Provided data Block Start

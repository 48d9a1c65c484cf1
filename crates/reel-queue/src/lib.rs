//! Redis Streams task queue.
//!
//! This crate provides:
//! - Task publishing to a durable stream
//! - Consumer-group consumption with explicit acknowledgement
//! - Delayed retry via a sorted set and a dead-letter stream
//! - Crash recovery by claiming idle pending entries

pub mod config;
pub mod delivery;
pub mod error;
pub mod queue;

pub use config::QueueConfig;
pub use delivery::{Delivery, QueueDepth, TaskConsumer, TaskPublisher};
pub use error::{QueueError, QueueResult};
pub use queue::{DeadLetter, StreamQueue};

Provided data Block End

#### Aim of the exercise
Everything in the material should be repeated exactly as written.

#### Reply to the exercise
repository 48d9a1c65c484cf1
filename crates/reel-queue/src/lib.rs
//! Redis Streams task queue.
//!
//! This crate provides:
//! - Task publishing to a durable stream
//! - Consumer-group consumption with explicit acknowledgement
//! - Delayed retry via a sorted set and a dead-letter stream
//! - Crash recovery by claiming idle pending entries

pub mod config;
pub mod delivery;
pub mod error;
pub mod queue;

pub use config::QueueConfig;
pub use delivery::{Delivery, QueueDepth, TaskConsumer, TaskPublisher};
pub use error::{QueueError, QueueResult};
pub use queue::{DeadLetter, StreamQueue};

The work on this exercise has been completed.